I’ve been noticing recently that sometimes when I vent, I can’t seem to get myself to stop. It’s like trying to scratch an itch that won’t go away, no matter how long my fingernails or how much Benadryl I use. And I’ve noticed, too, that I’m certainly not the only one going through this. Over the past few weeks, I’ve had countless friends and coworkers stop by my office to complain about various things. This conference presentation or that job cover letter. And I’m happy to be a listening ear for them just as they are for me. We wouldn’t have gotten this far in this crazy grad school endeavor without being a support system for each other. But sometimes after they leave, I find myself feeling drained and weary, even if I started out in a good mood.

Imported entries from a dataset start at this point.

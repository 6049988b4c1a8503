//! Events pushed to the broadcast transport.

use serde::{Deserialize, Serialize};

use crate::task::{OutputLine, TaskId, TaskStatus};
use crate::Timestamp;

/// A task lifecycle event.
#[derive(Debug, Clone, PartialEq, Serialize, Deserialize)]
#[serde(tag = "type", rename_all = "snake_case")]
pub enum TaskEvent {
    /// A task moved to a new status.
    StatusChanged {
        task_id: TaskId,
        status: TaskStatus,
        at: Timestamp,
    },
    /// A line was appended to a task's output.
    OutputAppended { line: OutputLine },
}

impl TaskEvent {
    pub fn task_id(&self) -> TaskId {
        match self {
            Self::StatusChanged { task_id, .. } => *task_id,
            Self::OutputAppended { line } => line.task_id,
        }
    }
}
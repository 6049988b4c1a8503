//! Inventory records.

use serde::{Deserialize, Serialize};

use crate::RecordId;

/// An inventory definition as stored by the record-store.
///
/// `kind` is kept as the raw stored string; the engine decides whether it is
/// one it knows how to resolve.
#[derive(Debug, Clone, PartialEq, Serialize, Deserialize)]
pub struct InventoryRecord {
    pub id: RecordId,
    #[serde(default)]
    pub project_id: RecordId,
    #[serde(default)]
    pub name: String,
    /// Declared kind: `static`, `dynamic` or `file`.
    pub kind: String,
    /// Inventory text for `static`, script path for `dynamic`,
    /// path or host list for `file`.
    pub inventory: String,
    /// SSH key used to reach the inventory's hosts.
    #[serde(default, skip_serializing_if = "Option::is_none")]
    pub ssh_key_id: Option<RecordId>,
}

/// Recognized inventory kinds.
#[derive(Debug, Clone, Copy, PartialEq, Eq)]
pub enum InventoryKind {
    /// Literal inventory text written to a temp file per run.
    StaticText,
    /// Executable script that prints the inventory.
    DynamicScript,
    /// Reference to an inventory managed elsewhere.
    ExternalReference,
}

impl InventoryKind {
    /// Parse a stored kind string. Returns `None` for unknown kinds.
    pub fn parse(kind: &str) -> Option<Self> {
        match kind.trim().to_ascii_lowercase().as_str() {
            "static" => Some(Self::StaticText),
            "dynamic" | "script" => Some(Self::DynamicScript),
            "file" | "external" => Some(Self::ExternalReference),
            _ => None,
        }
    }
}

impl InventoryRecord {
    /// A static inventory with the given content.
    pub fn static_text(id: RecordId, content: impl Into<String>) -> Self {
        Self {
            id,
            project_id: 0,
            name: String::new(),
            kind: "static".to_string(),
            inventory: content.into(),
            ssh_key_id: None,
        }
    }

    pub fn with_ssh_key(mut self, key_id: RecordId) -> Self {
        self.ssh_key_id = Some(key_id);
        self
    }
}
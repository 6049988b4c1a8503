//! The scheduler task: one queue, one running task, everything in order.
//!
//! All queue state lives in [`Scheduler`], which is moved into a single
//! Tokio task. Callers talk to it through [`SchedulerCommand`]s; it talks
//! back through the record store, the notifier and the output broadcaster.

use std::collections::VecDeque;
use std::sync::Arc;

use runbook_types::{ExitOutcome, OutputLine, Task, TaskEvent, TaskId, TaskStatus};
use tokio::sync::{mpsc, watch};
use tokio_util::sync::CancellationToken;
use tracing::{debug, error, info, warn};

use crate::artifacts::{ArtifactSet, ensure_tmp_dir};
use crate::command::{PreparedRun, build_command};
use crate::config::EngineConfig;
use crate::error::{EngineError, Result, StoreError, StoreResult};
use crate::inventory::resolve_inventory;
use crate::notify::Notifier;
use crate::output::OutputBroadcaster;
use crate::runner::{CommandRunner, RunHandle};
use crate::secrets::{KeyPurpose, install_key};
use crate::store::{RecordStore, StatusChange};

#[derive(Debug)]
pub(crate) enum SchedulerCommand {
    Submit(TaskId),
    Stop(TaskId),
}

/// State shared between the scheduler task and the engine handle.
pub(crate) struct Shared {
    pub(crate) store: Arc<dyn RecordStore>,
    pub(crate) notifier: Arc<dyn Notifier>,
    pub(crate) output: OutputBroadcaster,
    pub(crate) runner: Arc<dyn CommandRunner>,
    pub(crate) config: EngineConfig,
    /// Bumped on every status change.
    pub(crate) status_rev: watch::Sender<u64>,
}

impl Shared {
    /// Persist a status change, announce it, and close listeners once
    /// the task is finished.
    pub(crate) fn transition(&self, task_id: TaskId, change: StatusChange) -> StoreResult<Task> {
        let task = self.store.set_status(task_id, change)?;
        self.notifier.notify(TaskEvent::StatusChanged {
            task_id,
            status: task.status,
            at: change.at,
        });
        self.status_rev.send_modify(|rev| *rev += 1);
        if task.status.is_terminal() {
            self.output.close(task_id);
        }
        Ok(task)
    }

    fn emit(&self, task_id: TaskId, text: impl Into<String>) {
        if let Err(e) = self.output.publish(OutputLine::new(task_id, text)) {
            warn!(task_id = %task_id, error = %e, "Failed to record output line");
        }
    }
}

/// FIFO of waiting task ids.
#[derive(Debug, Default)]
struct TaskQueue {
    waiting: VecDeque<TaskId>,
}

impl TaskQueue {
    fn push(&mut self, task_id: TaskId) {
        self.waiting.push_back(task_id);
    }

    fn pop(&mut self) -> Option<TaskId> {
        self.waiting.pop_front()
    }

    fn remove(&mut self, task_id: TaskId) -> bool {
        match self.waiting.iter().position(|id| *id == task_id) {
            Some(index) => {
                self.waiting.remove(index);
                true
            }
            None => false,
        }
    }

    fn drain(&mut self) -> impl Iterator<Item = TaskId> + '_ {
        self.waiting.drain(..)
    }
}

pub(crate) struct Scheduler {
    shared: Arc<Shared>,
    commands: mpsc::UnboundedReceiver<SchedulerCommand>,
    shutdown: CancellationToken,
    queue: TaskQueue,
}

impl Scheduler {
    pub(crate) fn new(
        shared: Arc<Shared>,
        commands: mpsc::UnboundedReceiver<SchedulerCommand>,
        shutdown: CancellationToken,
    ) -> Self {
        Self {
            shared,
            commands,
            shutdown,
            queue: TaskQueue::default(),
        }
    }

    /// Run until shutdown is requested or every engine handle is gone.
    pub(crate) async fn run(mut self) {
        info!("Task scheduler started");

        loop {
            if self.shutdown.is_cancelled() {
                break;
            }
            // Stops sent right after a submit must land before the pop.
            while let Ok(command) = self.commands.try_recv() {
                self.apply(command, None);
            }
            if let Some(task_id) = self.queue.pop() {
                self.execute(task_id).await;
                continue;
            }

            tokio::select! {
                _ = self.shutdown.cancelled() => break,
                command = self.commands.recv() => match command {
                    Some(command) => {
                        self.apply(command, None);
                    }
                    None => break,
                },
            }
        }

        self.stop_remaining();
        info!("Task scheduler stopped");
    }

    /// Apply a command; returns true if the current run must be killed.
    fn apply(&mut self, command: SchedulerCommand, current: Option<TaskId>) -> bool {
        match command {
            SchedulerCommand::Submit(task_id) => {
                debug!(task_id = %task_id, "Task queued");
                self.queue.push(task_id);
                false
            }
            SchedulerCommand::Stop(task_id) if current == Some(task_id) => true,
            SchedulerCommand::Stop(task_id) => {
                if self.queue.remove(task_id) {
                    self.mark_stopped(task_id);
                } else {
                    debug!(task_id = %task_id, "Stop ignored; task is not waiting or running");
                }
                false
            }
        }
    }

    fn mark_stopped(&self, task_id: TaskId) {
        match self
            .shared
            .transition(task_id, StatusChange::new(TaskStatus::Stopped))
        {
            Ok(_) => info!(task_id = %task_id, "Waiting task stopped"),
            // Already stopped through Engine::stop.
            Err(StoreError::InvalidTransition { .. }) => {
                debug!(task_id = %task_id, "Waiting task was already stopped");
            }
            Err(e) => error!(task_id = %task_id, error = %e, "Failed to stop waiting task"),
        }
    }

    /// Everything still queued or in flight becomes Stopped.
    fn stop_remaining(&mut self) {
        self.commands.close();
        while let Ok(command) = self.commands.try_recv() {
            if let SchedulerCommand::Submit(task_id) = command {
                self.queue.push(task_id);
            }
        }
        let remaining: Vec<_> = self.queue.drain().collect();
        for task_id in remaining {
            self.mark_stopped(task_id);
        }
    }

    // ─────────────────────────────────────────────────────────────────────
    // Execution
    // ─────────────────────────────────────────────────────────────────────

    async fn execute(&mut self, task_id: TaskId) {
        let task = match self.shared.store.get_task(task_id) {
            Ok(task) if task.status == TaskStatus::Waiting => task,
            Ok(task) => {
                debug!(task_id = %task_id, status = %task.status, "Skipping task that is no longer waiting");
                return;
            }
            Err(e) => {
                error!(task_id = %task_id, error = %e, "Queued task cannot be loaded");
                return;
            }
        };

        // The store decides atomically between this and a concurrent stop.
        match self
            .shared
            .transition(task_id, StatusChange::new(TaskStatus::Running))
        {
            Ok(_) => {}
            Err(StoreError::InvalidTransition { .. }) => {
                debug!(task_id = %task_id, "Task was stopped before it could start");
                return;
            }
            Err(e) => {
                error!(task_id = %task_id, error = %e, "Failed to mark task running");
                return;
            }
        }
        info!(task_id = %task_id, template_id = task.template_id, "Task started");

        let mut artifacts = ArtifactSet::new(task_id);
        let (status, outcome) = match self.run_task(&task, &mut artifacts).await {
            Ok(outcome) => {
                match outcome {
                    ExitOutcome::Success => {}
                    ExitOutcome::Killed => {
                        self.shared.emit(task_id, EngineError::Killed.to_string());
                    }
                    ExitOutcome::Failed { .. } | ExitOutcome::Signaled { .. } => {
                        let e = EngineError::ProcessExecution { outcome };
                        self.shared.emit(task_id, format!("Task failed: {e}"));
                    }
                }
                (outcome.status(), Some(outcome))
            }
            Err(e) => {
                warn!(task_id = %task_id, error = %e, "Task could not be started");
                self.shared.emit(task_id, format!("Task failed: {e}"));
                (TaskStatus::Error, None)
            }
        };

        // Artifacts go before the terminal status is visible.
        let removed = artifacts.cleanup();
        debug!(task_id = %task_id, removed, "Task artifacts cleaned up");

        match self
            .shared
            .transition(task_id, StatusChange::new(status).with_outcome(outcome))
        {
            Ok(_) => info!(task_id = %task_id, %status, "Task finished"),
            Err(e) => error!(task_id = %task_id, error = %e, "Failed to record final status"),
        }
    }

    async fn run_task(&mut self, task: &Task, artifacts: &mut ArtifactSet) -> Result<ExitOutcome> {
        let prepared = self.prepare(task, artifacts)?;
        let command = build_command(&self.shared.config, &task.spec, &prepared);
        info!(task_id = %task.id, command = %command, "Starting process");

        let handle = self.shared.runner.start(&command)?;
        debug!(task_id = %task.id, pid = ?handle.pid(), "Process running");
        Ok(self.supervise(task.id, handle).await)
    }

    /// Install keys and resolve the inventory, registering every file
    /// written in `artifacts`.
    fn prepare(&self, task: &Task, artifacts: &mut ArtifactSet) -> Result<PreparedRun> {
        let store = &self.shared.store;
        let tmp_dir = &self.shared.config.tmp_dir;
        let spec = &task.spec;
        ensure_tmp_dir(tmp_dir).map_err(|e| EngineError::io(tmp_dir, e))?;

        let mut prepared = PreparedRun::default();
        let inventory = spec.inventory_id.map(|id| store.get_inventory(id)).transpose()?;

        if let Some(key_id) = inventory.as_ref().and_then(|inv| inv.ssh_key_id) {
            let key = store.get_key(key_id)?;
            let path = install_key(tmp_dir, task.id, KeyPurpose::Ssh, &key)?;
            artifacts.track(&path);
            prepared.ssh_key = Some(path);
        }

        if let Some(key_id) = spec.vault_key_id {
            let key = store.get_key(key_id)?;
            let path = install_key(tmp_dir, task.id, KeyPurpose::Vault, &key)?;
            artifacts.track(&path);
            prepared.vault_password_file = Some(path);
        }

        if let Some(record) = inventory {
            let resolved =
                resolve_inventory(&record, task.id, tmp_dir, spec.working_directory.as_deref())?;
            if let Some(path) = resolved.temp_file() {
                artifacts.track(path);
            }
            prepared.inventory = Some(resolved);
        }

        if let Some(environment_id) = spec.environment_id {
            prepared.extra_vars = Some(store.get_environment(environment_id)?.json);
        }

        Ok(prepared)
    }

    /// Forward output until it closes, then wait for exit, serving stop
    /// and submit commands throughout.
    ///
    /// A run that was asked to stop reports `Killed` even if the process
    /// got to exit on its own first.
    async fn supervise(&mut self, task_id: TaskId, mut handle: RunHandle) -> ExitOutcome {
        let kill = handle.kill_switch();

        loop {
            tokio::select! {
                line = handle.read_line() => match line {
                    Some(text) => self.shared.emit(task_id, text),
                    None => break,
                },
                Some(command) = self.commands.recv() => {
                    if self.apply(command, Some(task_id)) {
                        info!(task_id = %task_id, "Stopping running task");
                        kill.cancel();
                    }
                }
                _ = self.shutdown.cancelled(), if !kill.is_cancelled() => {
                    info!(task_id = %task_id, "Shutdown requested; stopping running task");
                    kill.cancel();
                }
            }
        }

        // Lines read before the kill still belong to the record.
        for text in handle.drain_buffered() {
            self.shared.emit(task_id, text);
        }

        let outcome = loop {
            tokio::select! {
                outcome = handle.wait() => break outcome,
                Some(command) = self.commands.recv() => {
                    if self.apply(command, Some(task_id)) {
                        info!(task_id = %task_id, "Stopping running task");
                        kill.cancel();
                    }
                }
                _ = self.shutdown.cancelled(), if !kill.is_cancelled() => {
                    kill.cancel();
                }
            }
        };

        if kill.is_cancelled() && outcome != ExitOutcome::Killed {
            debug!(task_id = %task_id, %outcome, "Process ended on its own after a stop request");
            return ExitOutcome::Killed;
        }
        outcome
    }
}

That’s why I found this article about “complainers in the office” so apt. In it, the author discusses how listening to complainers (especially the one who just want to vent and don’t want a solution to the problem) can actually be detrimental to our own wellbeing. And the author offers some suggestions for how to deal with people who just want to complain. I think there’s some great advice in there—like getting some physical distance from the situations you know are unhealthy for you. And I also think it’s useful to look at this through the lens of my own experiences as a complainer. Yes, sometimes we all need to vent. But from now on, I’m going to try to be a little more cognizant of how my mood could be affecting the people I come into contact with.
And now if you’ll excuse me, I think I’ll go pull on my invisibility cloak to protect me from the Eeyores.